El lanzador de cuchillos

SAVATER, EL GIRONA Y LOS TOMATES

Los políticos nacionalistas propugnan la oficialidad de las selecciones deportivas propias

Savater. Con un sentido cómico de la vida –frente al sentimiento trágico de Unamuno–, Savater ha sido siempre trascendente sin caer en la banalidad. Un tipo profundo, pero sencillo y ameno. En el tránsito hacia su madurez, dejó escrito en su ensayo La tarea del héroe: “He sido un revolucionario sin ira; espero ser un conservador sin vileza”. Aquel “anarquista moderado” –según los ficheros de la policía franquista–, se convirtió con los años en la brújula de una sociedad desorientada y huérfana de mentes lúcidas. El casi octogenario Savater publica ahora Carne gobernada, la tercera parte de sus memorias, un streeptease espiritual en el que confirma la transición ideológica a un derechismo ilustrado y con el que el filósofo donostiarra empieza a despedirse de sus lectores. Yo soy, desde la adolescencia, uno de ellos y le estoy muy agradecido. Por su compromiso con el país que le tocó vivir, por defender la alegría como una trinchera, por enseñarme que lo importante no es preguntarse qué va a pasar sino qué es lo que voy a hacer. Larga vida, maestro.

EL GIRONA. Los políticos nacionalistas propugnan la oficialidad de las selecciones deportivas propias; sin embargo, ni ellos ni los grandes clubes catalanes o vascos han siquiera sugerido la posibilidad de abandonar el escaparate que suponen las competiciones españolas, que una cosa es la independencia, y otra muy distinta disputarle el partido del año al Roda de Bará. Que le pregunten a los dirigentes del Girona si prefieren jugar desde mañana mismo una liga catalana o ganar el campeonato del país invasor. Claro, que siempre se puede aplicar la vieja teoría del “Estado libre asociado”, también conocida como de la Jeta de Ibarretxe, consistente en compatibilizar libertad y asociación según convenga. Mientras tanto, el Girona se apunta al victimismo atávico de su hermano mayor: los ricos –sombríos, plúmbeos y resentidos– no paran de llorar.

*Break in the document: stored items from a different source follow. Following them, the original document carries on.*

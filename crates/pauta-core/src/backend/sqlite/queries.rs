//! Snapshot load and replace queries.

use jiff::Timestamp;
use rusqlite::{params, types::Type};
use serde::de::DeserializeOwned;
use uuid::Uuid;

use crate::{
    backend::StateSnapshot,
    error::{DatabaseResultExt, Result},
    models::{CalendarPost, CardStatus, Channel, IdeaCard, Layers, TrashedCard},
};

// SQL as const strings for compile-time optimization
const DELETE_CARDS_SQL: &str = "DELETE FROM cards";
const DELETE_POSTS_SQL: &str = "DELETE FROM calendar_posts";
const DELETE_TRASH_SQL: &str = "DELETE FROM trashed_cards";

const INSERT_CARD_SQL: &str = "INSERT INTO cards (id, titulo, descricao, pilar, camadas, status, tags, created_at, updated_at, position) VALUES (?1, ?2, ?3, ?4, ?5, ?6, ?7, ?8, ?9, ?10)";
const INSERT_POST_SQL: &str = "INSERT INTO calendar_posts (id, idea_card_id, titulo, data_inicio, data_fim, canal, observacoes, position) VALUES (?1, ?2, ?3, ?4, ?5, ?6, ?7, ?8)";
const INSERT_TRASH_SQL: &str =
    "INSERT INTO trashed_cards (card_id, payload, deleted_at, expires_at) VALUES (?1, ?2, ?3, ?4)";

const SELECT_CARDS_SQL: &str = "SELECT id, titulo, descricao, pilar, camadas, status, tags, created_at, updated_at FROM cards ORDER BY position";
const SELECT_POSTS_SQL: &str = "SELECT id, idea_card_id, titulo, data_inicio, data_fim, canal, observacoes FROM calendar_posts ORDER BY position";
const SELECT_TRASH_SQL: &str = "SELECT payload FROM trashed_cards ORDER BY deleted_at";

/// Map a text column into a Uuid, pinning the column index for diagnostics.
fn column_uuid(idx: usize, value: &str) -> std::result::Result<Uuid, rusqlite::Error> {
    Uuid::parse_str(value)
        .map_err(|e| rusqlite::Error::FromSqlConversionFailure(idx, Type::Text, Box::new(e)))
}

/// Map a text column into a Timestamp.
fn column_timestamp(idx: usize, value: &str) -> std::result::Result<Timestamp, rusqlite::Error> {
    value
        .parse::<Timestamp>()
        .map_err(|e| rusqlite::Error::FromSqlConversionFailure(idx, Type::Text, Box::new(e)))
}

/// Map a JSON text column into a deserializable value.
fn column_json<T: DeserializeOwned>(
    idx: usize,
    value: &str,
) -> std::result::Result<T, rusqlite::Error> {
    serde_json::from_str(value)
        .map_err(|e| rusqlite::Error::FromSqlConversionFailure(idx, Type::Text, Box::new(e)))
}

impl super::Database {
    /// Loads the full persisted working set. A fresh database yields an
    /// empty snapshot.
    pub(crate) fn load_snapshot(&self) -> Result<StateSnapshot> {
        Ok(StateSnapshot {
            cards: self.load_cards()?,
            posts: self.load_posts()?,
            trashed: self.load_trash()?,
        })
    }

    /// Replaces the persisted working set with `snapshot` in one transaction.
    pub(crate) fn replace_snapshot(&mut self, snapshot: &StateSnapshot) -> Result<()> {
        let tx = self
            .connection
            .transaction()
            .db_context("Failed to begin transaction")?;

        tx.execute(DELETE_CARDS_SQL, [])
            .db_context("Failed to clear cards")?;
        tx.execute(DELETE_POSTS_SQL, [])
            .db_context("Failed to clear calendar posts")?;
        tx.execute(DELETE_TRASH_SQL, [])
            .db_context("Failed to clear trash")?;

        for (position, card) in snapshot.cards.iter().enumerate() {
            tx.execute(
                INSERT_CARD_SQL,
                params![
                    card.id.to_string(),
                    card.title,
                    card.description,
                    card.pillar,
                    serde_json::to_string(&card.layers)?,
                    card.status.as_str(),
                    serde_json::to_string(&card.tags)?,
                    card.created_at.to_string(),
                    card.updated_at.to_string(),
                    position as i64,
                ],
            )
            .db_context("Failed to insert card")?;
        }

        for (position, post) in snapshot.posts.iter().enumerate() {
            tx.execute(
                INSERT_POST_SQL,
                params![
                    post.id.to_string(),
                    post.idea_card_id.map(|id| id.to_string()),
                    post.title,
                    post.starts_at.to_string(),
                    post.ends_at.to_string(),
                    post.channel.as_str(),
                    post.notes,
                    position as i64,
                ],
            )
            .db_context("Failed to insert calendar post")?;
        }

        for entry in &snapshot.trashed {
            tx.execute(
                INSERT_TRASH_SQL,
                params![
                    entry.card_id().to_string(),
                    serde_json::to_string(entry)?,
                    entry.deleted_at.to_string(),
                    entry.expires_at.to_string(),
                ],
            )
            .db_context("Failed to insert trash entry")?;
        }

        tx.commit().db_context("Failed to commit transaction")
    }

    fn load_cards(&self) -> Result<Vec<IdeaCard>> {
        let mut stmt = self
            .connection
            .prepare(SELECT_CARDS_SQL)
            .db_context("Failed to prepare card query")?;

        let cards = stmt
            .query_map([], |row| {
                let id: String = row.get(0)?;
                let layers: String = row.get(4)?;
                let status: String = row.get(5)?;
                let tags: String = row.get(6)?;
                let created_at: String = row.get(7)?;
                let updated_at: String = row.get(8)?;

                Ok(IdeaCard {
                    id: column_uuid(0, &id)?,
                    title: row.get(1)?,
                    description: row.get(2)?,
                    pillar: row.get(3)?,
                    layers: column_json::<Layers>(4, &layers)?,
                    status: status.parse::<CardStatus>().map_err(|e| {
                        rusqlite::Error::FromSqlConversionFailure(
                            5,
                            Type::Text,
                            Box::new(std::io::Error::new(std::io::ErrorKind::InvalidData, e)),
                        )
                    })?,
                    tags: column_json::<Vec<String>>(6, &tags)?,
                    created_at: column_timestamp(7, &created_at)?,
                    updated_at: column_timestamp(8, &updated_at)?,
                })
            })
            .db_context("Failed to query cards")?
            .collect::<std::result::Result<Vec<_>, _>>()
            .db_context("Failed to read card rows")?;

        Ok(cards)
    }

    fn load_posts(&self) -> Result<Vec<CalendarPost>> {
        let mut stmt = self
            .connection
            .prepare(SELECT_POSTS_SQL)
            .db_context("Failed to prepare calendar post query")?;

        let posts = stmt
            .query_map([], |row| {
                let id: String = row.get(0)?;
                let card_id: Option<String> = row.get(1)?;
                let starts_at: String = row.get(3)?;
                let ends_at: String = row.get(4)?;
                let channel: String = row.get(5)?;

                Ok(CalendarPost {
                    id: column_uuid(0, &id)?,
                    idea_card_id: card_id.as_deref().map(|s| column_uuid(1, s)).transpose()?,
                    title: row.get(2)?,
                    starts_at: column_timestamp(3, &starts_at)?,
                    ends_at: column_timestamp(4, &ends_at)?,
                    channel: channel.parse::<Channel>().map_err(|e| {
                        rusqlite::Error::FromSqlConversionFailure(
                            5,
                            Type::Text,
                            Box::new(std::io::Error::new(std::io::ErrorKind::InvalidData, e)),
                        )
                    })?,
                    notes: row.get(6)?,
                })
            })
            .db_context("Failed to query calendar posts")?
            .collect::<std::result::Result<Vec<_>, _>>()
            .db_context("Failed to read calendar post rows")?;

        Ok(posts)
    }

    fn load_trash(&self) -> Result<Vec<TrashedCard>> {
        let mut stmt = self
            .connection
            .prepare(SELECT_TRASH_SQL)
            .db_context("Failed to prepare trash query")?;

        let trashed = stmt
            .query_map([], |row| {
                let payload: String = row.get(0)?;
                column_json::<TrashedCard>(0, &payload)
            })
            .db_context("Failed to query trash")?
            .collect::<std::result::Result<Vec<_>, _>>()
            .db_context("Failed to read trash rows")?;

        Ok(trashed)
    }
}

LOS TOMATES. Una canción revolucionaria muy popular durante la guerra civil defendía –ya entonces– la inocencia de las hortalizas españolas. «Qué culpa tiene el tomate / que está tranquilo en la mata / y viene un hijo de puta / y lo mete en una lata / y lo manda pa’ Caracas». La canción, recuperada en los 70 por el grupo comunista chileno Quilapayún, era una proclama contra la explotación de los trabajadores del campo. Esos agricultores para los que Ségolène es una pija socialista y que ya no se fían de la izquierda caraqueña.